Copy exactly the line that contains "pub struct TerminalConfirm;" plus all remaining lines of the data, and leave out every line before it.

===

//! Pieces of the command line application which interact with the user
//!
//! Selecting a serial port, loading the configuration file and confirming
//! irreversible operations all need a terminal, and are only available with
//! the `cli` feature.

use crossterm::style::Stylize;
use dialoguer::{theme::ColorfulTheme, Input};

use self::config::Config;
use crate::{
    dispatch::{Confirm, Invocation, PendingAction},
    error::Error,
};

pub mod config;
pub mod serial;

/// The word which has to be typed to confirm burning
const CONFIRMATION: &str = "BURN";

/// Fill the connection options not given on the command line from `config`.
///
/// The serial port is only selected when a device will actually be
/// connected.
pub fn apply_config(invocation: &mut Invocation, config: &Config) -> Result<(), Error> {
    if invocation.globals.baud.is_none() {
        invocation.globals.baud = config.baudrate;
    }

    if invocation.globals.virt || invocation.skip_connect() {
        return Ok(());
    }

    let port = serial::serial_port_name(invocation.globals.port.as_deref(), config)?;
    invocation.globals.port = Some(port);

    Ok(())
}

/// Asks for confirmation on the terminal
#[derive(Debug, Default, Clone, Copy)]
pub struct TerminalConfirm;

impl Confirm for TerminalConfirm {
    fn confirm(&mut self, action: &PendingAction) -> Result<bool, Error> {
        println!(
            "\n{} {} on the {}",
            action.operation.as_str().bold(),
            action.arguments.join(" "),
            action.chip.name()
        );
        println!("{}", "This is an irreversible operation!".red().bold());

        let input = Input::<String>::with_theme(&ColorfulTheme::default())
            .with_prompt(format!("Type '{CONFIRMATION}' (all capitals) to continue"))
            .allow_empty(true)
            .interact_text()?;

        Ok(input.trim() == CONFIRMATION)
    }
}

===

Your response:
pub struct TerminalConfirm;

impl Confirm for TerminalConfirm {
    fn confirm(&mut self, action: &PendingAction) -> Result<bool, Error> {
        println!(
            "\n{} {} on the {}",
            action.operation.as_str().bold(),
            action.arguments.join(" "),
            action.chip.name()
        );
        println!("{}", "This is an irreversible operation!".red().bold());

        let input = Input::<String>::with_theme(&ColorfulTheme::default())
            .with_prompt(format!("Type '{CONFIRMATION}' (all capitals) to continue"))
            .allow_empty(true)
            .interact_text()?;

        Ok(input.trim() == CONFIRMATION)
    }
}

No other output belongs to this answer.